Lockheed Martin lands $44 million Stratcom contract

The company will continue to update the Air Force's Integrated Space Command and Control system at the service's Cheyenne Mountain facility.

Lockheed Martin received a $44 million contract last week to continue work on the Air Force’s Integrated Space Command and Control (ISC2) system.

Lockheed Martin’s Mission Systems business unit will continue updating Strategic Command’s (Stratcom) command center and work on the Mobile Consolidated Command and Control and the Shared Early Warning systems. The company will also work on engineering requirements related to the Single Integrated Space Picture, the Space Situational Awareness Command and Control Test Bed, system operations training for network operations, and equipment installation at Stratcom’s Global Operations Center, according to an Oct. 7 Defense Department statement.

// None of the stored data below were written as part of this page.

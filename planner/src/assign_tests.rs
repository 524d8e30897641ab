#[cfg(test)]
mod tests {
    use std::collections::HashSet;

    use uavsched_structs::drone::{Drone, Fleet};
    use uavsched_structs::obstacle::Obstacle;
    use uavsched_structs::plan::MissionPlan;
    use uavsched_structs::scenario::Scenario;
    use uavsched_structs::task::{Task, TaskKind};
    use uavsched_structs::Point;

    use crate::assign;
    use crate::Params;

    fn base() -> Point {
        Point::new(0.0, 0.0)
    }

    fn fleet3() -> Fleet {
        let b = base();
        Fleet::new(
            b,
            vec![
                Drone::new("U1", 15.0, 500.0, 30.0, b),
                Drone::new("U2", 10.0, 600.0, 60.0, b),
                Drone::new("U3", 20.0, 450.0, 20.0, b),
            ],
        )
    }

    fn tasks5() -> Vec<Task> {
        vec![
            Task::new("T1", Point::new(1200.0, 800.0), TaskKind::Delivery(10.0), 2),
            Task::new("T2", Point::new(300.0, 450.0), TaskKind::Recon(20.0), 1),
            Task::new("T3", Point::new(950.0, 200.0), TaskKind::Delivery(5.0), 3),
            Task::new("T4", Point::new(600.0, 1200.0), TaskKind::Urgent(8.0), 1),
            Task::new("T5", Point::new(1500.0, 500.0), TaskKind::Recon(15.0), 2),
        ]
    }

    fn pairs(plan: &MissionPlan) -> Vec<(String, String)> {
        plan.assignments
            .iter()
            .map(|a| (a.task.clone(), a.agent.clone()))
            .collect()
    }

    #[test]
    pub fn five_tasks_three_agents_full_assignment() {
        let _ = env_logger::try_init();
        let mut fleet = fleet3();
        let mut tasks = tasks5();
        let plan = assign::plan(&mut fleet, &mut tasks, &[], &Params::default());
        plan.print();

        // Nearest-first per pass: U1 opens on T2, the second pass mops up.
        assert_eq!(
            pairs(&plan),
            vec![
                ("T2".to_string(), "U1".to_string()),
                ("T3".to_string(), "U2".to_string()),
                ("T4".to_string(), "U3".to_string()),
                ("T1".to_string(), "U1".to_string()),
                ("T5".to_string(), "U2".to_string()),
            ]
        );
        assert_eq!(plan.rounds, 2);
        assert!(plan.unassigned.is_empty());
        assert!(plan.unassignable.is_empty());

        let taken = plan
            .assignments
            .iter()
            .map(|a| a.task.as_str())
            .collect::<HashSet<_>>();
        assert_eq!(taken.len(), tasks.len());

        for route in &plan.routes {
            assert!(!route.stranded);
            assert_eq!(route.recharges, 0);
            assert!(route.waypoints.last().unwrap().0.eq_approx(&base()));
        }
        // U3 flies out to T4 and straight back.
        assert!((plan.routes[2].total_distance() - 2683.3).abs() < 0.5);
        assert!((plan.makespan() - 78.97).abs() < 0.05);
        assert!(fleet.drones[0].is_leader);
    }

    #[test]
    pub fn obstacle_defers_direct_assignment() {
        let _ = env_logger::try_init();
        let b = base();
        let mut fleet = Fleet::new(b, vec![Drone::new("U1", 10.0, 600.0, 30.0, b)]);
        let mut tasks = vec![Task::new(
            "T",
            Point::new(1000.0, 0.0),
            TaskKind::Delivery(5.0),
            1,
        )];
        let obs = Obstacle::new(Point::new(500.0, 0.0), 100.0);
        let plan = assign::plan(&mut fleet, &mut tasks, &[obs], &Params::default());

        assert_eq!(pairs(&plan), vec![("T".to_string(), "U1".to_string())]);
        assert_eq!(plan.rounds, 1);
        let route = &plan.routes[0];
        assert!(route.waypoints.len() > 3);
        assert!(route.waypoints.last().unwrap().0.eq_approx(&b));
        let arrival = route.waypoints[route.waypoints.len() - 2].0;
        assert!(arrival.eq_approx(&Point::new(1000.0, 0.0)));
        // Every outbound hop clears the obstacle. The final recall leg is a
        // straight line and exempt.
        let outbound = &route.waypoints[..route.waypoints.len() - 1];
        for w in outbound.windows(2) {
            assert!(!obs.blocks(&w[0].0, &w[1].0));
        }
    }

    #[test]
    pub fn far_pair_regroups_on_leader_before_assigning() {
        let _ = env_logger::try_init();
        let mut fleet = fleet3();
        fleet.drones[1].pos = Point::new(0.0, 800.0);
        fleet.drones[2].pos = Point::new(1001.0, 800.0);
        fleet.checkpoint();
        let mut tasks = vec![Task::new(
            "T_A",
            Point::new(200.0, 100.0),
            TaskKind::Delivery(5.0),
            1,
        )];
        let plan = assign::plan(&mut fleet, &mut tasks, &[], &Params::default());

        // U2 and U3 sit 1001 apart, inside the band around the communication
        // range. Both step 200 toward the leader before anything is assigned.
        let u2 = &plan.routes[1];
        assert!(u2.waypoints[0].0.eq_approx(&Point::new(0.0, 800.0)));
        assert!(u2.waypoints[1].0.dist(&Point::new(0.0, 600.0)) < 0.5);
        assert!((u2.waypoints[1].1 - 4.0).abs() < 1e-2);
        let u3 = &plan.routes[2];
        assert!(u3.waypoints[1].0.dist(&Point::new(844.77, 675.14)) < 0.5);
        assert_eq!(pairs(&plan), vec![("T_A".to_string(), "U1".to_string())]);
        assert_eq!(plan.rounds, 2);
    }

    #[test]
    pub fn close_pair_pushed_apart() {
        let _ = env_logger::try_init();
        let b = base();
        let mut fleet = Fleet::new(
            b,
            vec![
                Drone::new("U1", 10.0, 600.0, 30.0, b),
                Drone::new("U2", 10.0, 600.0, 30.0, b),
            ],
        );
        fleet.drones[0].pos = Point::new(300.0, 300.0);
        fleet.drones[1].pos = Point::new(320.0, 300.0);
        fleet.checkpoint();
        let mut tasks = vec![Task::new(
            "T",
            Point::new(1000.0, 1000.0),
            TaskKind::Delivery(5.0),
            1,
        )];
        let plan = assign::plan(&mut fleet, &mut tasks, &[], &Params::default());

        // 20 apart and both off base: each backs off 50 along the pair axis.
        let u1 = &plan.routes[0];
        let u2 = &plan.routes[1];
        assert!(u1.waypoints[1].0.eq_approx(&Point::new(250.0, 300.0)));
        assert!(u2.waypoints[1].0.eq_approx(&Point::new(370.0, 300.0)));
        assert!((u1.waypoints[1].1 - 1.0).abs() < 1e-3);
        assert_eq!(pairs(&plan), vec![("T".to_string(), "U1".to_string())]);
        assert_eq!(plan.rounds, 2);
        assert!(u1.waypoints.last().unwrap().0.eq_approx(&b));
        assert!(u2.waypoints.last().unwrap().0.eq_approx(&b));
    }

    #[test]
    pub fn low_margin_triggers_recall_and_recharge() {
        let _ = env_logger::try_init();
        let b = base();
        let mut fleet = Fleet::new(b, vec![Drone::new("U1", 10.0, 600.0, 30.0, b)]);
        fleet.drones[0].pos = Point::new(500.0, 0.0);
        fleet.checkpoint();
        // 2 s of margin after the flight home, under the 20 s floor.
        fleet.drones[0].remaining_endurance = 12.0;
        let mut tasks = vec![Task::new(
            "T",
            Point::new(200.0, 0.0),
            TaskKind::Delivery(5.0),
            1,
        )];
        let plan = assign::plan(&mut fleet, &mut tasks, &[], &Params::default());

        let route = &plan.routes[0];
        assert_eq!(route.recharges, 1);
        assert!(!route.stranded);
        // Recall lands at 10 s, the pad stop shifts the next departure.
        assert!(route.waypoints[1].0.eq_approx(&b));
        assert!((route.waypoints[1].1 - 10.0).abs() < 1e-3);
        assert!((route.waypoints[2].1 - 74.0).abs() < 1e-3);
        assert!((route.total_time - 78.0).abs() < 1e-3);
        assert_eq!(pairs(&plan), vec![("T".to_string(), "U1".to_string())]);
    }

    #[test]
    pub fn stranded_agent_sits_out_and_is_reported() {
        let _ = env_logger::try_init();
        let b = base();
        let mut fleet = Fleet::new(
            b,
            vec![
                Drone::new("U1", 10.0, 600.0, 30.0, b),
                Drone::new("U2", 10.0, 600.0, 30.0, b),
            ],
        );
        fleet.drones[0].pos = Point::new(500.0, 0.0);
        fleet.checkpoint();
        // The flight home needs 10 s; 5 s strands U1 where it is.
        fleet.drones[0].remaining_endurance = 5.0;
        let mut tasks = vec![Task::new(
            "T",
            Point::new(100.0, 0.0),
            TaskKind::Delivery(5.0),
            1,
        )];
        let plan = assign::plan(&mut fleet, &mut tasks, &[], &Params::default());

        let u1 = &plan.routes[0];
        assert!(u1.stranded);
        assert_eq!(u1.waypoints.len(), 1);
        assert!(u1.waypoints[0].0.eq_approx(&Point::new(500.0, 0.0)));
        let u2 = &plan.routes[1];
        assert!(!u2.stranded);
        assert_eq!(u2.recharges, 1);
        assert!((u2.total_time - 66.0).abs() < 1e-3);
        assert_eq!(pairs(&plan), vec![("T".to_string(), "U2".to_string())]);
        assert_eq!(plan.rounds, 1);
    }

    #[test]
    pub fn unassignable_task_reported_without_spinning() {
        let _ = env_logger::try_init();
        let b = base();
        let mut fleet = Fleet::new(
            b,
            vec![
                Drone::new("U1", 10.0, 600.0, 30.0, b),
                Drone::new("U2", 15.0, 600.0, 30.0, b),
            ],
        );
        let mut tasks = vec![Task::new(
            "T_big",
            Point::new(400.0, 0.0),
            TaskKind::Delivery(100.0),
            1,
        )];
        let plan = assign::plan(&mut fleet, &mut tasks, &[], &Params::default());

        assert_eq!(plan.unassignable, vec!["T_big".to_string()]);
        assert!(plan.assignments.is_empty());
        assert!(plan.unassigned.is_empty());
        assert_eq!(plan.rounds, 0);
        for route in &plan.routes {
            assert!(route.waypoints.last().unwrap().0.eq_approx(&b));
        }
    }

    #[test]
    pub fn blocked_everywhere_stops_at_the_round_bound() {
        let _ = env_logger::try_init();
        let b = base();
        let mut fleet = Fleet::new(b, vec![Drone::new("U1", 10.0, 600.0, 30.0, b)]);
        // The task sits at the center of a keep-out zone, unreachable even
        // on the grid.
        let coord = Point::new(1000.0, 1000.0);
        let obs = Obstacle::new(coord, 100.0);
        let mut tasks = vec![Task::new("T", coord, TaskKind::Delivery(5.0), 1)];
        let mut params = Params::default();
        params.max_rounds = 5;
        let plan = assign::plan(&mut fleet, &mut tasks, &[obs], &params);

        assert_eq!(plan.rounds, 5);
        assert_eq!(plan.unassigned, vec!["T".to_string()]);
        assert!(plan.assignments.is_empty());
        assert!(plan.unassignable.is_empty());
        // One recall per no-progress round after the first.
        assert_eq!(plan.routes[0].recharges, 4);
        assert!(!plan.routes[0].stranded);
    }

    #[test]
    pub fn injected_hazard_and_task_replanned() {
        let _ = env_logger::try_init();
        let mut fleet = fleet3();
        let mut tasks = tasks5();
        let mut obstacles: Vec<Obstacle> = Vec::new();
        let first = assign::plan(&mut fleet, &mut tasks, &obstacles, &Params::default());
        assert!(first.unassigned.is_empty());

        // Mid-run injection: a hazard appears and an urgent task comes in.
        obstacles.push(Obstacle::new(Point::new(900.0, 250.0), 100.0));
        tasks.push(Task::new(
            "T6",
            Point::new(800.0, 600.0),
            TaskKind::Urgent(6.0),
            1,
        ));
        let second = assign::replan(&mut fleet, &mut tasks, &obstacles, &Params::default());

        assert_eq!(pairs(&second), vec![("T6".to_string(), "U1".to_string())]);
        assert!(second.unassigned.is_empty());
        // Completed work stays completed; routes restart at the snapshot.
        for route in &second.routes {
            assert!(route.waypoints[0].0.eq_approx(&base()));
            assert_eq!(route.waypoints[0].1, 0.0);
        }
        assert_eq!(second.routes[0].waypoints.len(), 3);
    }

    #[test]
    pub fn replan_restarts_accounting_and_keeps_endurance() {
        let _ = env_logger::try_init();
        let b = base();
        let mut fleet = Fleet::new(b, vec![Drone::new("U1", 10.0, 600.0, 30.0, b)]);
        fleet.drones[0]
            .move_to(Point::new(500.0, 500.0), 0.0)
            .unwrap();
        let mut tasks = vec![Task::new(
            "T",
            Point::new(700.0, 500.0),
            TaskKind::Delivery(5.0),
            1,
        )];
        let plan = assign::replan(&mut fleet, &mut tasks, &[], &Params::default());

        let route = &plan.routes[0];
        assert!(route.waypoints[0].0.eq_approx(&Point::new(500.0, 500.0)));
        assert_eq!(route.waypoints[0].1, 0.0);
        assert_eq!(pairs(&plan), vec![("T".to_string(), "U1".to_string())]);
        // Endurance spent before the checkpoint stays spent.
        assert!(fleet.drones[0].remaining_endurance < 600.0);
    }

    #[test]
    pub fn scenario_round_trips_through_json() {
        let _ = env_logger::try_init();
        let raw = r#"{
            "base": {"x": 0.0, "y": 0.0},
            "agents": [
                {"id": "U1", "payload": 12.0, "endurance": 600.0, "hover": 30.0}
            ],
            "tasks": [
                {
                    "id": "T1",
                    "coord": {"x": 400.0, "y": 300.0},
                    "priority": 1,
                    "kind": {"Delivery": 6.0}
                }
            ]
        }"#;
        let scenario: Scenario = serde_json::from_str(raw).unwrap();
        assert!(scenario.obstacles.is_empty());
        let mut fleet = scenario.fleet();
        let mut tasks = scenario.tasks.clone();
        let plan = assign::plan(&mut fleet, &mut tasks, &scenario.obstacles, &Params::default());
        assert_eq!(pairs(&plan), vec![("T1".to_string(), "U1".to_string())]);

        let back = serde_json::to_string(&scenario).unwrap();
        let again: Scenario = serde_json::from_str(&back).unwrap();
        assert_eq!(again.tasks[0].id, "T1");
        assert!(serde_json::to_string(&plan).is_ok());
    }
}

The contract also covers development and sustainment cost overruns in work related to ISC2 for fiscal 2005. The 15-year, $1.5 billion initiative upgrades the command and control system of Stratcom and the North American Aerospace Defense Command, which warns of aircraft, space, ballistic missile and information attacks against North America, to make it more interoperable in support of the National Command Authority and the Canadian Chief of the Defence Staff.

This spring, the military turned on the new command center inside the granite-hardened Cheyenne Mountain facility near Colorado Springs, Colo., marking the second operational capability of ISC2. Last year, Air Force officials flipped the switch on the first of three new computer systems inside Cheyenne Mountain called Air Mission Release 1.